Your instructions:
Each line of the listing that includes the string "const" is to be identified and copied.

Data:
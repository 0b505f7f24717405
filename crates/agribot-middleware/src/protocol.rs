//! Request/acknowledge client for the actuator unit.
//!
//! The link carries one transaction at a time: a command line goes out and
//! exactly one acknowledgement line comes back.  [`ProtocolClient`] enforces
//! that by funnelling every request through a single transport task that owns
//! the [`Link`].  Callers on any task hold a cheap clone of the client and
//! await their reply on a oneshot channel.
//!
//! Two queues feed the transport task.  The priority lane (safety stops,
//! obstacle reactions) is always drained first; a transaction already on the
//! wire is never interrupted.  A priority batch
//! ([`ProtocolClient::send_batch_priority`]) runs its commands back to back
//! with nothing from either lane in between.
//!
//! A request whose caller has gone away before the transport reaches it is
//! dropped unsent.  [`Submission`] makes that explicit for commands whose
//! caller needs to know whether they reached the unit.
//!
//! Each transaction has its own deadline: the base response timeout, plus the
//! time the command itself spends actuating, plus the closed-loop controller
//! timeout for commands that wait on it.  On expiry the input buffer is
//! drained and [`AgriError::Timeout`] is returned.  There is no automatic
//! retry.

use std::sync::Arc;
use std::sync::atomic::{AtomicU8, AtomicU64, Ordering};
use std::time::Duration;

use agribot_types::{ActuatorAck, AgriError, CalibrationProfile, MotionCommand};
use tokio::sync::{mpsc, oneshot};
use tokio::task::JoinHandle;
use tokio::time::Instant;
use tracing::{Instrument, debug, info_span, instrument, warn};

use crate::link::Link;

#[derive(Debug, Clone, PartialEq)]
pub struct ProtocolConfig {
    /// Base time allowed for the unit to answer.
    pub response_timeout: Duration,
    /// Extra time allowed for commands that wait on closed-loop control.
    pub closed_loop_allowance: Duration,
    pub queue_depth: usize,
}

impl Default for ProtocolConfig {
    fn default() -> Self {
        Self {
            response_timeout: Duration::from_secs(5),
            closed_loop_allowance: Duration::from_secs(10),
            queue_depth: 32,
        }
    }
}

impl ProtocolConfig {
    pub fn from_profile(profile: &CalibrationProfile, response_timeout: Duration) -> Self {
        Self {
            response_timeout,
            closed_loop_allowance: Duration::from_secs_f32(profile.closed_loop_timeout_s.max(0.0)),
            ..Self::default()
        }
    }

    /// How long to wait for the acknowledgement of `command`.
    pub fn deadline_for(&self, command: &MotionCommand) -> Duration {
        let mut deadline = self.response_timeout + command.actuation_time();
        if command.is_closed_loop() {
            deadline += self.closed_loop_allowance;
        }
        deadline
    }
}

/// Running counters kept by the transport task.
#[derive(Debug, Default)]
struct LinkCounters {
    sent: AtomicU64,
    acknowledged: AtomicU64,
    refused: AtomicU64,
    timeouts: AtomicU64,
    malformed: AtomicU64,
    withdrawn: AtomicU64,
}

#[derive(Debug, Clone, Copy, PartialEq, Eq, Default)]
pub struct LinkStats {
    pub sent: u64,
    pub acknowledged: u64,
    pub refused: u64,
    pub timeouts: u64,
    pub malformed: u64,
    /// Requests dropped unsent because their caller gave up first.
    pub withdrawn: u64,
}

/// One acknowledgement and the moment it arrived.
#[derive(Debug, Clone, PartialEq)]
pub struct Acked {
    pub ack: ActuatorAck,
    pub at: Instant,
}

/// Result of a batch: the acknowledged prefix, and the error that ended it
/// early, if any.
#[derive(Debug, Default)]
pub struct BatchReport {
    pub acked: Vec<Acked>,
    pub failure: Option<AgriError>,
}

impl BatchReport {
    fn failed(error: AgriError) -> Self {
        Self {
            acked: Vec::new(),
            failure: Some(error),
        }
    }

    fn into_single(self) -> Result<ActuatorAck, AgriError> {
        if let Some(error) = self.failure {
            return Err(error);
        }
        self.acked
            .into_iter()
            .next()
            .map(|acked| acked.ack)
            .ok_or_else(|| AgriError::LinkClosed("request completed without a reply".into()))
    }
}

const QUEUED: u8 = 0;
const ON_WIRE: u8 = 1;
const WITHDRAWN: u8 = 2;

/// Race between the transport taking a request and its caller withdrawing
/// it.  Exactly one side wins.
#[derive(Debug, Default)]
struct Claim(AtomicU8);

impl Claim {
    fn take_for_wire(&self) -> bool {
        self.0
            .compare_exchange(QUEUED, ON_WIRE, Ordering::AcqRel, Ordering::Acquire)
            .is_ok()
    }

    fn withdraw(&self) -> bool {
        match self
            .0
            .compare_exchange(QUEUED, WITHDRAWN, Ordering::AcqRel, Ordering::Acquire)
        {
            Ok(_) => true,
            Err(state) => state == WITHDRAWN,
        }
    }

    fn on_wire(&self) -> bool {
        self.0.load(Ordering::Acquire) == ON_WIRE
    }
}

struct Request {
    commands: Vec<MotionCommand>,
    claim: Arc<Claim>,
    on_wire: Option<oneshot::Sender<()>>,
    reply: oneshot::Sender<BatchReport>,
}

/// A queued normal-lane command whose transmission the caller can observe
/// and, until then, cancel.  Dropping it withdraws the command if it has not
/// been sent.
pub struct Submission {
    claim: Arc<Claim>,
    on_wire: oneshot::Receiver<()>,
    reply: oneshot::Receiver<BatchReport>,
}

impl Submission {
    /// Resolves once the command has been written to the link.
    pub async fn transmitted(&mut self) -> Result<(), AgriError> {
        if self.claim.on_wire() {
            return Ok(());
        }
        (&mut self.on_wire)
            .await
            .map_err(|_| AgriError::LinkClosed("request dropped before transmission".into()))
    }

    /// Take the command back.  `false` once it is on the wire, in which case
    /// it will run to completion.
    pub fn withdraw(&self) -> bool {
        self.claim.withdraw()
    }

    pub async fn outcome(&mut self) -> Result<ActuatorAck, AgriError> {
        (&mut self.reply)
            .await
            .map_err(|_| AgriError::LinkClosed("transport task dropped the request".into()))?
            .into_single()
    }
}

impl Drop for Submission {
    fn drop(&mut self) {
        self.claim.withdraw();
    }
}

/// Cloneable handle onto the transport task.
#[derive(Clone)]
pub struct ProtocolClient {
    normal: mpsc::Sender<Request>,
    priority: mpsc::Sender<Request>,
    counters: Arc<LinkCounters>,
}

impl ProtocolClient {
    /// Start the transport task on `link`.
    ///
    /// The task ends when every client clone has been dropped.
    pub fn spawn<L>(link: L, config: ProtocolConfig) -> (Self, JoinHandle<()>)
    where
        L: Link + 'static,
    {
        let (normal, normal_rx) = mpsc::channel(config.queue_depth);
        let (priority, priority_rx) = mpsc::channel(config.queue_depth);
        let counters = Arc::new(LinkCounters::default());
        let transport = Transport {
            link,
            config,
            counters: counters.clone(),
        };
        let handle = tokio::spawn(
            transport
                .run(normal_rx, priority_rx)
                .instrument(info_span!("link_transport")),
        );
        (
            Self {
                normal,
                priority,
                counters,
            },
            handle,
        )
    }

    /// Send `command` and wait for its acknowledgement.
    ///
    /// # Errors
    ///
    /// - [`AgriError::Timeout`] if no line arrives before the deadline.
    /// - [`AgriError::Malformed`] for an unparseable line or one that does not
    ///   answer this command.
    /// - [`AgriError::Command`] when the unit answers `ERROR:<message>`.
    /// - [`AgriError::LinkClosed`] / [`AgriError::Io`] for transport failure.
    #[instrument(level = "debug", skip_all, fields(command = %command))]
    pub async fn send(&self, command: MotionCommand) -> Result<ActuatorAck, AgriError> {
        Self::roundtrip(&self.normal, vec![command]).await.into_single()
    }

    /// Like [`send`][Self::send] but jumps ahead of every queued normal
    /// command.
    #[instrument(level = "debug", skip_all, fields(command = %command))]
    pub async fn send_priority(&self, command: MotionCommand) -> Result<ActuatorAck, AgriError> {
        Self::roundtrip(&self.priority, vec![command]).await.into_single()
    }

    /// Run `commands` on the priority lane as one uninterrupted sequence.
    /// The batch stops at the first failure.
    #[instrument(level = "debug", skip_all, fields(steps = commands.len()))]
    pub async fn send_batch_priority(&self, commands: Vec<MotionCommand>) -> BatchReport {
        if commands.is_empty() {
            return BatchReport::default();
        }
        Self::roundtrip(&self.priority, commands).await
    }

    /// Queue `command` on the normal lane without waiting for it.
    #[instrument(level = "debug", skip_all, fields(command = %command))]
    pub async fn submit(&self, command: MotionCommand) -> Result<Submission, AgriError> {
        let claim = Arc::new(Claim::default());
        let (on_wire_tx, on_wire) = oneshot::channel();
        let (reply_tx, reply) = oneshot::channel();
        Self::enqueue(
            &self.normal,
            Request {
                commands: vec![command],
                claim: claim.clone(),
                on_wire: Some(on_wire_tx),
                reply: reply_tx,
            },
        )
        .await?;
        Ok(Submission {
            claim,
            on_wire,
            reply,
        })
    }

    /// Round-trip a `PING`.
    pub async fn ping(&self) -> Result<(), AgriError> {
        self.send_priority(MotionCommand::Ping).await.map(|_| ())
    }

    pub fn stats(&self) -> LinkStats {
        let c = &self.counters;
        LinkStats {
            sent: c.sent.load(Ordering::Relaxed),
            acknowledged: c.acknowledged.load(Ordering::Relaxed),
            refused: c.refused.load(Ordering::Relaxed),
            timeouts: c.timeouts.load(Ordering::Relaxed),
            malformed: c.malformed.load(Ordering::Relaxed),
            withdrawn: c.withdrawn.load(Ordering::Relaxed),
        }
    }

    async fn roundtrip(lane: &mpsc::Sender<Request>, commands: Vec<MotionCommand>) -> BatchReport {
        let (reply, rx) = oneshot::channel();
        let request = Request {
            commands,
            claim: Arc::new(Claim::default()),
            on_wire: None,
            reply,
        };
        if let Err(e) = Self::enqueue(lane, request).await {
            return BatchReport::failed(e);
        }
        rx.await.unwrap_or_else(|_| {
            BatchReport::failed(AgriError::LinkClosed(
                "transport task dropped the request".into(),
            ))
        })
    }

    async fn enqueue(lane: &mpsc::Sender<Request>, request: Request) -> Result<(), AgriError> {
        lane.send(request)
            .await
            .map_err(|_| AgriError::LinkClosed("transport task stopped".into()))
    }
}

struct Transport<L> {
    link: L,
    config: ProtocolConfig,
    counters: Arc<LinkCounters>,
}

impl<L: Link> Transport<L> {
    async fn run(
        mut self,
        mut normal: mpsc::Receiver<Request>,
        mut priority: mpsc::Receiver<Request>,
    ) {
        loop {
            let mut request = tokio::select! {
                biased;
                Some(r) = priority.recv() => r,
                Some(r) = normal.recv() => r,
                else => break,
            };
            if request.reply.is_closed() || !request.claim.take_for_wire() {
                self.counters.withdrawn.fetch_add(1, Ordering::Relaxed);
                debug!(steps = request.commands.len(), "withdrawn before transmission");
                continue;
            }
            if let Some(on_wire) = request.on_wire.take() {
                let _ = on_wire.send(());
            }

            let mut report = BatchReport::default();
            for command in &request.commands {
                match self.transact(command).await {
                    Ok(ack) => report.acked.push(Acked {
                        ack,
                        at: Instant::now(),
                    }),
                    Err(e) => {
                        report.failure = Some(e);
                        break;
                    }
                }
            }
            if request.reply.send(report).is_err() {
                debug!(steps = request.commands.len(), "caller gone before acknowledgement");
            }
        }
        debug!("all clients dropped, transport exiting");
    }

    async fn transact(&mut self, command: &MotionCommand) -> Result<ActuatorAck, AgriError> {
        let line = command.to_string();
        let deadline = self.config.deadline_for(command);

        self.link.clear_input().await;
        self.link.send_line(&line).await?;
        self.counters.sent.fetch_add(1, Ordering::Relaxed);

        let reply = match tokio::time::timeout(deadline, self.link.recv_line()).await {
            Ok(reply) => reply?,
            Err(_) => {
                self.counters.timeouts.fetch_add(1, Ordering::Relaxed);
                self.link.clear_input().await;
                warn!(command = %line, deadline_ms = deadline.as_millis() as u64, "no acknowledgement");
                return Err(AgriError::Timeout {
                    command: line,
                    timeout_ms: deadline.as_millis() as u64,
                });
            }
        };

        let ack = match reply.parse::<ActuatorAck>() {
            Ok(ack) if command.accepts(&ack) => ack,
            Ok(_) | Err(_) => {
                self.counters.malformed.fetch_add(1, Ordering::Relaxed);
                warn!(command = %line, %reply, "unexpected acknowledgement");
                return Err(AgriError::Malformed(format!(
                    "'{reply}' is not an answer to '{line}'"
                )));
            }
        };

        match ack {
            ActuatorAck::Error(message) => {
                self.counters.refused.fetch_add(1, Ordering::Relaxed);
                warn!(command = %line, %message, "actuator refused command");
                Err(AgriError::Command {
                    command: line,
                    message,
                })
            }
            ack => {
                self.counters.acknowledged.fetch_add(1, Ordering::Relaxed);
                debug!(command = %line, %ack, "acknowledged");
                Ok(ack)
            }
        }
    }
}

Exercise answer:
const QUEUED: u8 = 0;
const ON_WIRE: u8 = 1;
const WITHDRAWN: u8 = 2;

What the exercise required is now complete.